Work item. Each line below with the word "already" needs to be copied.

Stored data entries.
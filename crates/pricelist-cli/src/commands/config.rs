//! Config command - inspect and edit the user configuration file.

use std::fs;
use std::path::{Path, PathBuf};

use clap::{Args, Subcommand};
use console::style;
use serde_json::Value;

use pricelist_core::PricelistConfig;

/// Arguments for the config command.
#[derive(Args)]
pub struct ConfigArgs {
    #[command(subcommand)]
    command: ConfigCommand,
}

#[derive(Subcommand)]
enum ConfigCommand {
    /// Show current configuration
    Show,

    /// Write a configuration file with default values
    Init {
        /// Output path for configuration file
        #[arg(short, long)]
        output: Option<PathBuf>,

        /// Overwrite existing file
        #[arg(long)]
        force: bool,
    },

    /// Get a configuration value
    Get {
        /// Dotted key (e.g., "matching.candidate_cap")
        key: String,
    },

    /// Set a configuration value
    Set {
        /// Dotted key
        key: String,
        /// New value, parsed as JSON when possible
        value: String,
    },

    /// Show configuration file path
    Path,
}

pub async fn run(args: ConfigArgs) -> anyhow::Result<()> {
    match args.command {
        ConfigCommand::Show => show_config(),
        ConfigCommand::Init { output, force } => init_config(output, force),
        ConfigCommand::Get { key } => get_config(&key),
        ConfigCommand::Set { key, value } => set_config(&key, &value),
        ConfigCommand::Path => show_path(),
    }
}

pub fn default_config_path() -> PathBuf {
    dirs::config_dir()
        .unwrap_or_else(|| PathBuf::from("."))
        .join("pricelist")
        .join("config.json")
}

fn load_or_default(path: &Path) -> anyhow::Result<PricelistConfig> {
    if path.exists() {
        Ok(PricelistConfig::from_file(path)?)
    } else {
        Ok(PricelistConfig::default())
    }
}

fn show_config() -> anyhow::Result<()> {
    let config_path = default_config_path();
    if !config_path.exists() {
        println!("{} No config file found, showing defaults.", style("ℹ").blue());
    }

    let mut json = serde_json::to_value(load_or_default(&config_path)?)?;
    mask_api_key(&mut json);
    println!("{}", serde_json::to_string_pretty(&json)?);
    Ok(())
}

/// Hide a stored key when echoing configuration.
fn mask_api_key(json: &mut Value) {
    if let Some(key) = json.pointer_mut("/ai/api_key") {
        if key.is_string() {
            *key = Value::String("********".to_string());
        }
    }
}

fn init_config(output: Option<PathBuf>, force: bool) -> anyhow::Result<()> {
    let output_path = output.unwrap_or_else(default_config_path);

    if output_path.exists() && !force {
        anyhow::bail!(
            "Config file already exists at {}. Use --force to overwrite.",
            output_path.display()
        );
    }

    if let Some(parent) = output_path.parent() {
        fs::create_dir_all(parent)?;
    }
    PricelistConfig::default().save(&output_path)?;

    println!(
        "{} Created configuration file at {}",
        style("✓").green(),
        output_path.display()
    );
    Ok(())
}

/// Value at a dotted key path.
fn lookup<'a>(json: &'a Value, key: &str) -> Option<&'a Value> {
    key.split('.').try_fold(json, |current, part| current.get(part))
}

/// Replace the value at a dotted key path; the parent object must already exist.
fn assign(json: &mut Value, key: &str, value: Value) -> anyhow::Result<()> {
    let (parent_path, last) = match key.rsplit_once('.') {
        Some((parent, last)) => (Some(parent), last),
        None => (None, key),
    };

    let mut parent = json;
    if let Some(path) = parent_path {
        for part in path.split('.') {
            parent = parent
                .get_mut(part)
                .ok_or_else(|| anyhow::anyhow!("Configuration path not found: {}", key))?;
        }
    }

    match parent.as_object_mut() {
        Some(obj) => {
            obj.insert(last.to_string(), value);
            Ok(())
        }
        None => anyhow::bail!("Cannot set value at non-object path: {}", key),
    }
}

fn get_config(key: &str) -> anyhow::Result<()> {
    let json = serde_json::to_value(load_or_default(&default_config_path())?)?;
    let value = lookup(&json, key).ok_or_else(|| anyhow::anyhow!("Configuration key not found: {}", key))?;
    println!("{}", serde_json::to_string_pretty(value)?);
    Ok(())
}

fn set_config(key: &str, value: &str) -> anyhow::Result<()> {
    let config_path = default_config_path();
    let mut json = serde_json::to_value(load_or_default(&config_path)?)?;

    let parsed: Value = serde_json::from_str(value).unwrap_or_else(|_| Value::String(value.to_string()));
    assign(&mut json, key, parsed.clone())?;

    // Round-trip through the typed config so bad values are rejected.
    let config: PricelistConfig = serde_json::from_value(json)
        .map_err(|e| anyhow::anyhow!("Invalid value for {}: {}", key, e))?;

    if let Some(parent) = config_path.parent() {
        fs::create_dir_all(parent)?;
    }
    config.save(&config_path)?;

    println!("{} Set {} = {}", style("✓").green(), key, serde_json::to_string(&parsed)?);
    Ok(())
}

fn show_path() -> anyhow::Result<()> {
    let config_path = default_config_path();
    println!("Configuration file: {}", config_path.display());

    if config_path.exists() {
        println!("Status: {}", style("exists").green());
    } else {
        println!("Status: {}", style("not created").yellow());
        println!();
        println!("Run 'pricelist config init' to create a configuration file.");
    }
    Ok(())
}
---
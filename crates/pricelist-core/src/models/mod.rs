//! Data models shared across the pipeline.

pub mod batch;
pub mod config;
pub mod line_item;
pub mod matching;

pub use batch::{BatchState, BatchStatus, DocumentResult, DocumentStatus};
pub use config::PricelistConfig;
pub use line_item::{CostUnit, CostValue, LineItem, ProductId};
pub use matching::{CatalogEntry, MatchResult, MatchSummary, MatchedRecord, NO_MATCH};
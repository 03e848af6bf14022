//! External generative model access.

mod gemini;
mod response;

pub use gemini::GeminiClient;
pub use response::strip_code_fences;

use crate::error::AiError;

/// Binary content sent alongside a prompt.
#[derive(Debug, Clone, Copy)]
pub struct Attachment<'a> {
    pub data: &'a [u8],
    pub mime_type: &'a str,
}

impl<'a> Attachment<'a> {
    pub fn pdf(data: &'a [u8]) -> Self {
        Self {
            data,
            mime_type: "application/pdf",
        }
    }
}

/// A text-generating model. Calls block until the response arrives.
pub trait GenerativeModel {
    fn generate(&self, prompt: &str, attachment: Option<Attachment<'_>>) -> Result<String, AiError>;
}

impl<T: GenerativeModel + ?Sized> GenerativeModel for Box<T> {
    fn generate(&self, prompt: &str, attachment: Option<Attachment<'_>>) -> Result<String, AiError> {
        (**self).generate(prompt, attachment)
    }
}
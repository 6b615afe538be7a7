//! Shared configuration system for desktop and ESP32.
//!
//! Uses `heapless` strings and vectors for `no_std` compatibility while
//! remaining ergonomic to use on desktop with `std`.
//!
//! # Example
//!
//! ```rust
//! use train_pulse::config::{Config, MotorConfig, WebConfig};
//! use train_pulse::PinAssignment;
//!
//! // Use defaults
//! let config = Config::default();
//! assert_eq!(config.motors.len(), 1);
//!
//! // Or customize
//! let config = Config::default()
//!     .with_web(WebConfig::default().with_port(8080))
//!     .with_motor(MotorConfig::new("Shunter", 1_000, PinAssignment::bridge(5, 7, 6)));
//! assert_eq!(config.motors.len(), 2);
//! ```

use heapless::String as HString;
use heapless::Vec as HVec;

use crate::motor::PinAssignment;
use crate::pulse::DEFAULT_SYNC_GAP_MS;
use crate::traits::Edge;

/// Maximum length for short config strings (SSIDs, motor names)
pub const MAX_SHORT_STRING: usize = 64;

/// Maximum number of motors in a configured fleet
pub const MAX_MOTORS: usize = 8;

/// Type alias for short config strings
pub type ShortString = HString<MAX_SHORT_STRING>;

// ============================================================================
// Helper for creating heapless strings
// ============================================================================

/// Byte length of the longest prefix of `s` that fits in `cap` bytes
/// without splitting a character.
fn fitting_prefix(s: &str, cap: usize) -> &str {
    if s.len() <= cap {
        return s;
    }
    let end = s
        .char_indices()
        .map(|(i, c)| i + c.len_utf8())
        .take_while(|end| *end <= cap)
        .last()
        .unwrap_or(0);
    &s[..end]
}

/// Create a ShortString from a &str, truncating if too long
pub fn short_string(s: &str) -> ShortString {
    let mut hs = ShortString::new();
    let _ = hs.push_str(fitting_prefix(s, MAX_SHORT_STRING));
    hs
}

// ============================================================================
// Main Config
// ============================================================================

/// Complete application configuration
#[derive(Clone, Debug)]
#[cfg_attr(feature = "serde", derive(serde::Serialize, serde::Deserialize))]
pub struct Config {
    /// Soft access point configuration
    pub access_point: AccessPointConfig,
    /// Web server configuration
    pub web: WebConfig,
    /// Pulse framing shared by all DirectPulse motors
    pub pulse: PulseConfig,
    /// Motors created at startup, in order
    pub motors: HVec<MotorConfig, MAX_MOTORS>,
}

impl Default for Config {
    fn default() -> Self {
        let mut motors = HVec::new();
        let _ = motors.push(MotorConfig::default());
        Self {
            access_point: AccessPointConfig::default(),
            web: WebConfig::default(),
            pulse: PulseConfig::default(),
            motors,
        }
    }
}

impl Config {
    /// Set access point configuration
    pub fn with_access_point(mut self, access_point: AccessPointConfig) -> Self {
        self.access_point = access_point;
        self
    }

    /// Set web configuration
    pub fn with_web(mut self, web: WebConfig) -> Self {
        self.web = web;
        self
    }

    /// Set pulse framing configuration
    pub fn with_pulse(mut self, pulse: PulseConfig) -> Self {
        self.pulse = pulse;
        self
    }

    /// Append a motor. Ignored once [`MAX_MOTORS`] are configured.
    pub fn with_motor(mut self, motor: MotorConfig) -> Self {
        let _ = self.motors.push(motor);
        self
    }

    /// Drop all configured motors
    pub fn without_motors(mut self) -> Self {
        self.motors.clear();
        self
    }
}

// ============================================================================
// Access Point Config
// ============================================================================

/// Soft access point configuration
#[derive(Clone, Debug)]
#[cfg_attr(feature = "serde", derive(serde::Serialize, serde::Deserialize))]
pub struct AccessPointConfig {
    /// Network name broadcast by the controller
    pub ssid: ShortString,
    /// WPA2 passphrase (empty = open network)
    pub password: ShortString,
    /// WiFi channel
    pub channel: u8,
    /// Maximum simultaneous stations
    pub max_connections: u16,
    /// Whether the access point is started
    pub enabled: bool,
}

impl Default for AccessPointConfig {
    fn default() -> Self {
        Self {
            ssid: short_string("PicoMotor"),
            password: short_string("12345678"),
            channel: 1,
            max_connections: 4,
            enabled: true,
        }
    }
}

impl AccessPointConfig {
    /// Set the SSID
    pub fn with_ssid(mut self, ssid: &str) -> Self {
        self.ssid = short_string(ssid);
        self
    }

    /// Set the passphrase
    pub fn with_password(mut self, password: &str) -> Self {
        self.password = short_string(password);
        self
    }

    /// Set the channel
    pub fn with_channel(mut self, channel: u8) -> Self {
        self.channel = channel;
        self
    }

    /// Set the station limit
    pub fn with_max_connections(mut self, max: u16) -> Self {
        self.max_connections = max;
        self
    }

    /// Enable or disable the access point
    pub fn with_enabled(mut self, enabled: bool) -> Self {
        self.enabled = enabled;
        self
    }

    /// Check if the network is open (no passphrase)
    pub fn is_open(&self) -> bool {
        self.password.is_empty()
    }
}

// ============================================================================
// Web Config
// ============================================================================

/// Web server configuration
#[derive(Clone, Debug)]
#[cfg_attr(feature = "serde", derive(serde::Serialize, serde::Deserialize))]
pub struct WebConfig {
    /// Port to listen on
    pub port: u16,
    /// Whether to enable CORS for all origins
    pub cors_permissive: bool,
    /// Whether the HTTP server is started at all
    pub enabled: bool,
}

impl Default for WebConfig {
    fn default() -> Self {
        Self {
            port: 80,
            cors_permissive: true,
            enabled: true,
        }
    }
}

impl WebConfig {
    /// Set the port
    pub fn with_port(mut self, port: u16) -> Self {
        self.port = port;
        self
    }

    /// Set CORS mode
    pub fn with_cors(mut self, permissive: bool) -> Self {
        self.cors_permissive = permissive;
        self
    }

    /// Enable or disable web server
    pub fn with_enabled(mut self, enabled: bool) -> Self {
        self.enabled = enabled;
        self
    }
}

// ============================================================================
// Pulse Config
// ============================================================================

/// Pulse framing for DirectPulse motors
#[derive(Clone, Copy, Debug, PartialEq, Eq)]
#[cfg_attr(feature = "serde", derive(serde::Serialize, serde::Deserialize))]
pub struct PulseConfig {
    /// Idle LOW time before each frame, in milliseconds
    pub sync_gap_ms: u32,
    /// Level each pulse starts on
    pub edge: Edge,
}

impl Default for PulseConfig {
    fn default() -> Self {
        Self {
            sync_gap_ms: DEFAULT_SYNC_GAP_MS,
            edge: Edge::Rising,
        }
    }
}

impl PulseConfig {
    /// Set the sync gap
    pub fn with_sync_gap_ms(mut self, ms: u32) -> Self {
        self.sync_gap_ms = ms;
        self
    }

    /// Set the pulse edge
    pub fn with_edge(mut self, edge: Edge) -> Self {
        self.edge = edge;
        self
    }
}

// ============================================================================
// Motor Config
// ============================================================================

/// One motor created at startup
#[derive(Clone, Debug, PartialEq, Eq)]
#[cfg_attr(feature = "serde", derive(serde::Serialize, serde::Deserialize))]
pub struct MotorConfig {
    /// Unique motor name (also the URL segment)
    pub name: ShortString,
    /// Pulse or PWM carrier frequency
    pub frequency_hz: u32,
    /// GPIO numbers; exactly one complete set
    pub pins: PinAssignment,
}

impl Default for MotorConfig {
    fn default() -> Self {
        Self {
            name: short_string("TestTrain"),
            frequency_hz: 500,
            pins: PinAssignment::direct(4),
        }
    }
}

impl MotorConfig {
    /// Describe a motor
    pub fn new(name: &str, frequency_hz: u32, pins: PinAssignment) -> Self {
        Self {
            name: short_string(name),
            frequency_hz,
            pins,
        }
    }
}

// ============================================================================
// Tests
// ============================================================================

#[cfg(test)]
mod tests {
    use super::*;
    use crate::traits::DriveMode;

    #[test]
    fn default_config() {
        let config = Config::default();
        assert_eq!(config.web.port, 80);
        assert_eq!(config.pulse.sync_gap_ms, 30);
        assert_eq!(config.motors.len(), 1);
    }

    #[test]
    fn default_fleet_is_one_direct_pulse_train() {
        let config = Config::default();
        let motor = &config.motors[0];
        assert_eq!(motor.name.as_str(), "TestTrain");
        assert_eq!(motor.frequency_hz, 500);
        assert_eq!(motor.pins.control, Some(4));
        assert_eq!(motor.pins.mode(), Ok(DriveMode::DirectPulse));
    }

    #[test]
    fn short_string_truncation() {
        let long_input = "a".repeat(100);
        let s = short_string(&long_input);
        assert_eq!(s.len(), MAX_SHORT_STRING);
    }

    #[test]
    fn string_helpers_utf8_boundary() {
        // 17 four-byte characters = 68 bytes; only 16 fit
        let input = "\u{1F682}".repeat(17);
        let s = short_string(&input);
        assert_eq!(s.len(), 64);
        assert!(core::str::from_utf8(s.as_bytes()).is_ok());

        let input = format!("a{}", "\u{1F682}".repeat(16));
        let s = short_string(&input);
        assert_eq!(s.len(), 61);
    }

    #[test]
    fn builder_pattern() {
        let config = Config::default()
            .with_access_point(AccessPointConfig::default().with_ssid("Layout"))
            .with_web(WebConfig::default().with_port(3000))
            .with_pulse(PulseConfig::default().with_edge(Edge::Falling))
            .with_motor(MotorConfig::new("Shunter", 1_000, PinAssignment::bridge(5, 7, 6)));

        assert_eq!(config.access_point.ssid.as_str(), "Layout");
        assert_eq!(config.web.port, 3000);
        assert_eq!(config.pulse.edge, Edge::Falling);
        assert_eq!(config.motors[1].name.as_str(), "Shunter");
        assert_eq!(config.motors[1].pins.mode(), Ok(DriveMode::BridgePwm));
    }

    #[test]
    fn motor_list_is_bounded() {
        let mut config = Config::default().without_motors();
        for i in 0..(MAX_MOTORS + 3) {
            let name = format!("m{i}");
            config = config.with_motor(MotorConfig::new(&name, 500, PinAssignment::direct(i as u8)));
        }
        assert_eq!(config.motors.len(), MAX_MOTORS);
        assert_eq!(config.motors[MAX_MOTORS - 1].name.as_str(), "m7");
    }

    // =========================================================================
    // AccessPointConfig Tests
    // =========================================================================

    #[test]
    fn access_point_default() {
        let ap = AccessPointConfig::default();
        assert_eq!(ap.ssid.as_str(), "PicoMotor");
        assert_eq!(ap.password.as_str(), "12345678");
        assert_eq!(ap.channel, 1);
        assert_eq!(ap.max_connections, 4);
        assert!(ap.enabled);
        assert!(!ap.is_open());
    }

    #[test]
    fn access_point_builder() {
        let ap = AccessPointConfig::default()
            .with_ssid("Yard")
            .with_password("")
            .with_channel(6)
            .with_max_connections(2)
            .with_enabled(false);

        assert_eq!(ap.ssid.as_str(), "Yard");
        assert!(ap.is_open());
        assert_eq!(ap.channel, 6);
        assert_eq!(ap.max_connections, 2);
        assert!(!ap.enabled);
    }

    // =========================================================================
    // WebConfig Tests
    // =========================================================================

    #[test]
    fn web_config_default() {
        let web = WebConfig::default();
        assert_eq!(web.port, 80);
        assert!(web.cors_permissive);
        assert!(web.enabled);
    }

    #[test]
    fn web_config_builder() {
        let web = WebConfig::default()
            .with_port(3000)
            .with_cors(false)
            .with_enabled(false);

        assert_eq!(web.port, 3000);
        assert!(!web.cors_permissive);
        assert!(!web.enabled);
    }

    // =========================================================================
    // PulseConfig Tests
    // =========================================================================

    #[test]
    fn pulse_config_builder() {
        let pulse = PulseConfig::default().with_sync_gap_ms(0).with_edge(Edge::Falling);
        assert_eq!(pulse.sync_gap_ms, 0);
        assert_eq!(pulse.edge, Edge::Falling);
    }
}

Response.
            "Config file already exists at {}. Use --force to overwrite.",
/// Replace the value at a dotted key path; the parent object must already exist.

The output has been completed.